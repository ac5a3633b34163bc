use serde::Deserialize;
use std::collections::HashSet;
use std::path::{Path, PathBuf};

use age::secrecy::SecretString;

use crate::adapters::backends;
use crate::adapters::process::command_runner::CommandRunner;
use crate::core::errors::{LoftError, Result};
use crate::core::models::remote::{RemoteKind, RemoteSpec};
use crate::core::models::repository::{BackendKind, Repository};
use crate::core::models::source::Source;

/// Top-level loft configuration, read from `config.toml`.
#[derive(Debug, Clone, Deserialize)]
#[serde(deny_unknown_fields)]
pub struct AppConfig {
    #[serde(default)]
    pub loft: LoftSection,
    #[serde(default)]
    pub repositories: Vec<RepositoryEntry>,
    /// Directory relative paths are resolved against.
    #[serde(skip)]
    pub base_dir: PathBuf,
}

/// The optional `[loft]` section.
#[derive(Debug, Clone, Default, Deserialize)]
#[serde(deny_unknown_fields)]
pub struct LoftSection {
    /// Root for per-user application data (encrypted side artifacts).
    pub data_dir: Option<PathBuf>,
    /// Parent of the default per-repository mount directories.
    pub temp_root: Option<PathBuf>,
    /// rclone configuration file holding the cloud aliases.
    pub rclone_config: Option<PathBuf>,
}

/// A `[[repositories]]` entry.
#[derive(Debug, Clone, Deserialize)]
#[serde(deny_unknown_fields)]
pub struct RepositoryEntry {
    pub name: String,
    pub backend: BackendKind,
    pub path: PathBuf,
    #[serde(default)]
    pub passphrase: String,
    pub view_config: Option<PathBuf>,
    pub temp_dir: Option<PathBuf>,
    #[serde(default)]
    pub sources: Vec<SourceEntry>,
    #[serde(default)]
    pub remotes: Vec<RemoteEntry>,
}

/// A `[[repositories.sources]]` entry.
#[derive(Debug, Clone, Deserialize)]
#[serde(deny_unknown_fields)]
pub struct SourceEntry {
    pub name: String,
    pub dir: PathBuf,
    #[serde(default)]
    pub excluded_extensions: Vec<String>,
}

/// A `[[repositories.remotes]]` entry.
#[derive(Debug, Clone, Deserialize)]
#[serde(deny_unknown_fields)]
pub struct RemoteEntry {
    pub name: String,
    pub kind: Option<RemoteKind>,
    pub path: Option<PathBuf>,
    pub container: Option<String>,
}

impl AppConfig {
    /// Default config location: `<user config dir>/loft/config.toml`.
    pub fn default_path() -> Result<PathBuf> {
        let config_dir = dirs::config_dir().ok_or_else(|| LoftError::InvalidConfig {
            detail: "Could not determine config directory".into(),
        })?;
        Ok(config_dir.join("loft").join("config.toml"))
    }

    /// Load and validate the configuration at `path`.
    pub fn load(path: &Path) -> Result<Self> {
        if !path.is_file() {
            return Err(LoftError::ConfigNotFound {
                path: path.to_path_buf(),
            });
        }
        let content = std::fs::read_to_string(path)?;
        let base_dir = std::path::absolute(path)?
            .parent()
            .map(Path::to_path_buf)
            .unwrap_or_default();
        Self::parse(&content, base_dir).map_err(|e| match e {
            LoftError::InvalidConfig { detail } => LoftError::InvalidConfig {
                detail: format!("{}: {detail}", path.display()),
            },
            other => other,
        })
    }

    /// Parse and validate configuration text.
    pub fn parse(content: &str, base_dir: PathBuf) -> Result<Self> {
        let mut config: Self = toml::from_str(content).map_err(|e| LoftError::InvalidConfig {
            detail: format!("Failed to parse config: {e}"),
        })?;
        config.base_dir = base_dir;
        config.validate()?;
        Ok(config)
    }

    fn validate(&mut self) -> Result<()> {
        if self.repositories.is_empty() {
            return Err(invalid("no [[repositories]] defined"));
        }

        let mut names = HashSet::new();
        for repo in &mut self.repositories {
            validate_name(&repo.name, "repository")?;
            if !names.insert(repo.name.clone()) {
                return Err(invalid(format!("duplicate repository '{}'", repo.name)));
            }
            if repo.sources.is_empty() {
                return Err(invalid(format!("repository '{}' has no sources", repo.name)));
            }

            let mut sources = HashSet::new();
            for source in &mut repo.sources {
                validate_name(&source.name, "source")?;
                if !sources.insert(source.name.clone()) {
                    return Err(invalid(format!(
                        "duplicate source '{}' in repository '{}'",
                        source.name, repo.name
                    )));
                }
                for ext in &mut source.excluded_extensions {
                    let bare = ext.trim().trim_start_matches('.').to_string();
                    if bare.is_empty() || bare.contains('/') {
                        return Err(invalid(format!(
                            "invalid excluded extension '{ext}' in source '{}'",
                            source.name
                        )));
                    }
                    *ext = bare;
                }
            }

            let mut remotes = HashSet::new();
            for remote in &repo.remotes {
                if remote.name.trim().is_empty() {
                    return Err(invalid(format!("empty remote name in repository '{}'", repo.name)));
                }
                if !remotes.insert(remote.name.as_str()) {
                    return Err(invalid(format!(
                        "duplicate remote '{}' in repository '{}'",
                        remote.name, repo.name
                    )));
                }
            }
        }
        Ok(())
    }

    /// Resolve a configured path: `~/` is the home directory, other
    /// relative paths are relative to the config file.
    pub fn resolve_path(&self, path: &Path) -> PathBuf {
        if let Ok(rest) = path.strip_prefix("~")
            && let Some(home) = dirs::home_dir()
        {
            return home.join(rest);
        }
        if path.is_absolute() {
            path.to_path_buf()
        } else {
            self.base_dir.join(path)
        }
    }

    /// Data root: `override_dir`, else `[loft] data_dir`, else
    /// `<user data dir>/loft`.
    pub fn data_root(&self, override_dir: Option<&Path>) -> Result<PathBuf> {
        if let Some(dir) = override_dir {
            return Ok(dir.to_path_buf());
        }
        if let Some(dir) = &self.loft.data_dir {
            return Ok(self.resolve_path(dir));
        }
        let data_dir = dirs::data_dir().ok_or_else(|| LoftError::InvalidConfig {
            detail: "Could not determine data directory".into(),
        })?;
        Ok(data_dir.join("loft"))
    }

    /// `[loft] rclone_config`, resolved. `None` leaves the choice to rclone.
    pub fn rclone_config(&self) -> Option<PathBuf> {
        self.loft.rclone_config.as_deref().map(|p| self.resolve_path(p))
    }

    pub fn temp_root(&self) -> PathBuf {
        self.loft
            .temp_root
            .as_deref()
            .map(|p| self.resolve_path(p))
            .unwrap_or_else(|| std::env::temp_dir().join("loft"))
    }

    pub fn repository_names(&self) -> Vec<&str> {
        self.repositories.iter().map(|r| r.name.as_str()).collect()
    }

    /// Build the named repositories, or all of them when `names` is empty.
    /// Each repository gets its backend adapter here, once.
    pub fn build_repositories(&self, names: &[String], runner: &CommandRunner) -> Result<Vec<Repository>> {
        for name in names {
            if !self.repositories.iter().any(|r| &r.name == name) {
                return Err(LoftError::RepositoryNotFound {
                    name: name.clone(),
                    available: self.repository_names().join(", "),
                });
            }
        }
        Ok(self
            .repositories
            .iter()
            .filter(|r| names.is_empty() || names.contains(&r.name))
            .map(|entry| self.build(entry, runner))
            .collect())
    }

    fn build(&self, entry: &RepositoryEntry, runner: &CommandRunner) -> Repository {
        Repository {
            name: entry.name.clone(),
            backend_kind: entry.backend,
            backend: backends::build(entry.backend, runner.clone()),
            path: self.resolve_path(&entry.path),
            passphrase: SecretString::from(entry.passphrase.clone()),
            sources: entry
                .sources
                .iter()
                .map(|s| Source {
                    name: s.name.clone(),
                    target_dir: self.resolve_path(&s.dir),
                    excluded_extensions: s.excluded_extensions.clone(),
                })
                .collect(),
            remotes: entry
                .remotes
                .iter()
                .map(|r| RemoteSpec {
                    name: r.name.clone(),
                    kind: r.kind,
                    path: r.path.as_deref().map(|p| self.resolve_path(p)),
                    container: r.container.clone(),
                })
                .collect(),
            temp_dir: entry
                .temp_dir
                .as_deref()
                .map(|p| self.resolve_path(p))
                .unwrap_or_else(|| self.temp_root().join(&entry.name)),
            view_config: entry.view_config.as_deref().map(|p| self.resolve_path(p)),
        }
    }
}

fn invalid(detail: impl Into<String>) -> LoftError {
    LoftError::InvalidConfig {
        detail: detail.into(),
    }
}

/// Names become directory and archive names, so they must be a single
/// plain path component.
fn validate_name(name: &str, what: &str) -> Result<()> {
    if name.is_empty()
        || name == "."
        || name == ".."
        || name.contains(['/', '\\', ':'])
        || name.chars().any(|c| c.is_whitespace() || c.is_control())
    {
        return Err(invalid(format!("invalid {what} name '{name}'")));
    }
    Ok(())
}

#[cfg(test)]
mod tests {
    use std::sync::Arc;

    use age::secrecy::ExposeSecret;

    use super::*;
    use crate::core::traits::reporter::SilentReporter;

    const SAMPLE: &str = r#"
[loft]
temp_root = "scratch"

[[repositories]]
name = "test1"
backend = "bup"
path = "backup/bup_test1"
passphrase = "test1_passphrase"

[[repositories.sources]]
name = "folder1"
dir = "folder1"
excluded_extensions = [".ignored"]

[[repositories.sources]]
name = "folder2"
dir = "/data/folder2"

[[repositories.remotes]]
name = "hubic"
kind = "cloud"
container = "hubic:default"

[[repositories]]
name = "test2"
backend = "borg"
path = "backup/borg_test2"
temp_dir = "/tmp/borg_mount"

[[repositories.sources]]
name = "folder1"
dir = "folder1"
"#;

    fn runner() -> CommandRunner {
        CommandRunner::new(Arc::new(SilentReporter))
    }

    #[test]
    fn parse_and_build_sample() {
        let config = AppConfig::parse(SAMPLE, PathBuf::from("/etc/loft")).unwrap();
        assert_eq!(config.repository_names(), vec!["test1", "test2"]);

        let repos = config.build_repositories(&[], &runner()).unwrap();
        let test1 = &repos[0];
        assert_eq!(test1.backend.name(), "bup");
        assert_eq!(test1.path, PathBuf::from("/etc/loft/backup/bup_test1"));
        assert_eq!(test1.passphrase.expose_secret(), "test1_passphrase");
        assert_eq!(test1.sources[0].target_dir, PathBuf::from("/etc/loft/folder1"));
        assert_eq!(test1.sources[0].excluded_extensions, vec!["ignored"]);
        assert_eq!(test1.sources[1].target_dir, PathBuf::from("/data/folder2"));
        assert_eq!(test1.temp_dir, PathBuf::from("/etc/loft/scratch/test1"));
        assert_eq!(test1.remotes[0].kind, Some(RemoteKind::Cloud));

        let test2 = &repos[1];
        assert_eq!(test2.backend.name(), "borg");
        assert_eq!(test2.temp_dir, PathBuf::from("/tmp/borg_mount"));
    }

    #[test]
    fn duplicity_backend_is_selected_by_name() {
        let config = AppConfig::parse(&SAMPLE.replace("\"borg\"", "\"duplicity\""), PathBuf::new()).unwrap();
        let repos = config.build_repositories(&["test2".into()], &runner()).unwrap();
        assert_eq!(repos[0].backend_kind, BackendKind::Duplicity);
        assert_eq!(repos[0].backend.name(), "duplicity");
    }

    #[test]
    fn build_selected_repositories() {
        let config = AppConfig::parse(SAMPLE, PathBuf::from("/etc/loft")).unwrap();
        let repos = config.build_repositories(&["test2".into()], &runner()).unwrap();
        assert_eq!(repos.len(), 1);
        assert_eq!(repos[0].name, "test2");

        let err = config
            .build_repositories(&["nope".into()], &runner())
            .unwrap_err();
        assert!(matches!(err, LoftError::RepositoryNotFound { .. }));
        assert!(err.to_string().contains("test1, test2"));
    }

    #[test]
    fn rejects_repository_without_sources() {
        let text = "[[repositories]]\nname = \"r\"\nbackend = \"bup\"\npath = \"p\"\n";
        let err = AppConfig::parse(text, PathBuf::new()).unwrap_err();
        assert!(err.to_string().contains("has no sources"));
    }

    #[test]
    fn rejects_path_like_names() {
        let text = r#"
[[repositories]]
name = "../escape"
backend = "bup"
path = "p"
[[repositories.sources]]
name = "s"
dir = "s"
"#;
        assert!(AppConfig::parse(text, PathBuf::new()).is_err());
    }

    #[test]
    fn rejects_duplicate_sources() {
        let text = r#"
[[repositories]]
name = "r"
backend = "attic"
path = "p"
[[repositories.sources]]
name = "s"
dir = "a"
[[repositories.sources]]
name = "s"
dir = "b"
"#;
        let err = AppConfig::parse(text, PathBuf::new()).unwrap_err();
        assert!(err.to_string().contains("duplicate source 's'"));
    }

    #[test]
    fn rejects_unknown_backend_and_keys() {
        assert!(AppConfig::parse(&SAMPLE.replace("\"borg\"", "\"restic\""), PathBuf::new()).is_err());
        assert!(AppConfig::parse(&SAMPLE.replace("temp_root", "tmp_root"), PathBuf::new()).is_err());
        assert!(AppConfig::parse("", PathBuf::new()).is_err());
    }

    #[test]
    fn load_missing_file() {
        let dir = tempfile::tempdir().unwrap();
        let err = AppConfig::load(&dir.path().join("config.toml")).unwrap_err();
        assert!(matches!(err, LoftError::ConfigNotFound { .. }));
    }

    #[test]
    fn load_resolves_against_config_dir() {
        let dir = tempfile::tempdir().unwrap();
        let path = dir.path().join("config.toml");
        std::fs::write(&path, SAMPLE).unwrap();

        let config = AppConfig::load(&path).unwrap();
        assert_eq!(config.base_dir, dir.path());
        assert_eq!(config.temp_root(), dir.path().join("scratch"));
        assert_eq!(
            config.data_root(Some(Path::new("/override"))).unwrap(),
            PathBuf::from("/override")
        );
        assert_eq!(config.rclone_config(), None);
    }

    #[test]
    fn rclone_config_resolves_like_other_paths() {
        let content = SAMPLE.replace(
            "temp_root = \"scratch\"",
            "temp_root = \"scratch\"\nrclone_config = \"rclone.conf\"",
        );
        let config = AppConfig::parse(&content, PathBuf::from("/etc/loft")).unwrap();
        assert_eq!(config.rclone_config(), Some(PathBuf::from("/etc/loft/rclone.conf")));
    }
}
######
== Exercise requirements ==
Taking the material above, extract exactly and only the lines from the line with "sources: entry" to the line with "use age::secrecy::ExposeSecret;", inclusive of both.

== Output for this exercise ==
            sources: entry
                .sources
                .iter()
                .map(|s| Source {
                    name: s.name.clone(),
                    target_dir: self.resolve_path(&s.dir),
                    excluded_extensions: s.excluded_extensions.clone(),
                })
                .collect(),
            remotes: entry
                .remotes
                .iter()
                .map(|r| RemoteSpec {
                    name: r.name.clone(),
                    kind: r.kind,
                    path: r.path.as_deref().map(|p| self.resolve_path(p)),
                    container: r.container.clone(),
                })
                .collect(),
            temp_dir: entry
                .temp_dir
                .as_deref()
                .map(|p| self.resolve_path(p))
                .unwrap_or_else(|| self.temp_root().join(&entry.name)),
            view_config: entry.view_config.as_deref().map(|p| self.resolve_path(p)),
        }
    }
}

fn invalid(detail: impl Into<String>) -> LoftError {
    LoftError::InvalidConfig {
        detail: detail.into(),
    }
}

/// Names become directory and archive names, so they must be a single
/// plain path component.
fn validate_name(name: &str, what: &str) -> Result<()> {
    if name.is_empty()
        || name == "."
        || name == ".."
        || name.contains(['/', '\\', ':'])
        || name.chars().any(|c| c.is_whitespace() || c.is_control())
    {
        return Err(invalid(format!("invalid {what} name '{name}'")));
    }
    Ok(())
}

#[cfg(test)]
mod tests {
    use std::sync::Arc;

    use age::secrecy::ExposeSecret;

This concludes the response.